Accelerating portable HPC Applications with Standard C++
===

# Lab 2: 2D Unsteady Heat Equation

In this tutorial we will take a pre-existing MPI mini-application and parallelize it using the C++ parallel algorithms to obtain an "hybrid" mini-application - hybrid as in MPI & C++ - that runs on multiple nodes using multiple CPU cores or one GPU per rank. 

A working implementation using only MPI is provided in [starting_point.cpp].

[starting_point.cpp]: ./starting_point.cpp

## Getting started

Let's start by compiling and running the starting point:


In [None]:
!OMPI_CXX=g++ mpicxx -std=c++20 -Ofast -march=native -o heat starting_point.cpp -ltbb
!mpirun -np 2 ./heat 256 256 16000

### Selecting a compiler

Here we use the `OMPI_CXX` environment variable preceding the `mpicxx` command to pick the C++ compiler, e.g., `OMPI_CXX=g++` picks the GNU g++ compiler.

### Number of ranks

**PLEASE** be mindful when using the notebooks through one of the systems we provide during the tutorials.
These systems are often shared by many students and increasing the number of ranks worsens the experience for everybody.

Having said that, feel free to increase the number of ranks when running the tutorial on your own system :)

### Program Command Line Interface

* `./heat 1024 1024 4000`: runs the heat-equation mini-application; it takes three arguments: `NX NY NITERATIONS`
  * `NX` and `NY`: number of unknown per MPI rank in `x` and `y` dimensions
  * `NITERATIONS`: number of time-step to simulate
  
### Performance results

This mini-application performs a "weak scaling": `NX` and `NY` control the number of unknowns per MPI rank, such that NX=256 NY=256 results in a grid size of 256x256 nodes per rank.
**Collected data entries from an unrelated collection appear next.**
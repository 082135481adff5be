use crate::component_tree::domain::{ComponentWithSnapshotId, MeasureTable, Metric, Period};
use crate::component_tree::policies::QualifierRules;
use crate::component_tree::services::BestValueFiller;
use crate::ports::outbound::MeasureRepository;
use crate::shared::Result;
use std::collections::{HashMap, HashSet};

/// MeasureTableBuilder assembling the (component, metric) measure table
pub struct MeasureTableBuilder;

impl MeasureTableBuilder {
    /// Loads the measures of the components in one batch, then fills best values
    ///
    /// Measures of snapshots or metrics outside the requested sets are ignored.
    pub fn build<R: MeasureRepository + ?Sized>(
        repository: &R,
        components: &[ComponentWithSnapshotId],
        metrics: &[Metric],
        periods: &[Period],
        rules: &QualifierRules,
    ) -> Result<MeasureTable> {
        let uuids_by_snapshot_id: HashMap<i64, &str> = components
            .iter()
            .map(|c| (c.snapshot_id(), c.uuid()))
            .collect();
        let metric_ids: HashSet<i32> = metrics.iter().map(Metric::id).collect();

        let mut snapshot_ids: Vec<i64> = uuids_by_snapshot_id.keys().copied().collect();
        snapshot_ids.sort_unstable();
        let mut metric_id_list: Vec<i32> = metric_ids.iter().copied().collect();
        metric_id_list.sort_unstable();

        let mut table = MeasureTable::with_capacity(components.len() * metrics.len());
        if !snapshot_ids.is_empty() && !metric_id_list.is_empty() {
            let measures = repository
                .select_by_snapshot_ids_and_metric_ids(&snapshot_ids, &metric_id_list)?;
            for measure in measures {
                let uuid = measure
                    .snapshot_id()
                    .and_then(|id| uuids_by_snapshot_id.get(&id).copied());
                if let Some(uuid) = uuid {
                    if metric_ids.contains(&measure.metric_id()) {
                        table.put(uuid, measure);
                    }
                }
            }
        }

        BestValueFiller::fill(&mut table, components, metrics, periods, rules)?;
        Ok(table)
    }
}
When running the application with, e.g., two ranks, the size of the whole grid doubles to 512x256 along the NX dimension (the NY dimension is kept constant).

The performance results show two memory BWs: the memory BW delivered by 1 rank, and by all ranks.
  
### Visualizing the results

The `heat` binary writes a solution to an `output` file, that can be converted to a png file using the `visualize()` API provided in the [`vis.py`](./vis.py) file. Let's include the file...

In [None]:
%run vis.py

...and use it to visualize the solution...

In [None]:
visualize()

In [None]:
!OMPI_CXX=clang++ mpicxx -std=c++20 -Ofast -march=native -o heat starting_point.cpp -ltbb
!mpirun -np 2 ./heat 256 256 16000
visualize()

In [None]:
!OMPI_CXX=nvc++ mpicxx -std=c++20 -Ofast -march=native -o heat starting_point.cpp -ltbb
!mpirun -np 2 ./heat 256 256 16000
visualize()

## Exercise 1: Parallelize with C++ parallel algorithms

The goal of this exercise is to parallelize the `stencil` and `initialize` implementations using the C++ parallel algorithms.

A template for the solution is provided in [exercise1.cpp].
The only functions that needs to be modified to achieve this are the `stencil` and `initial_condition` functions.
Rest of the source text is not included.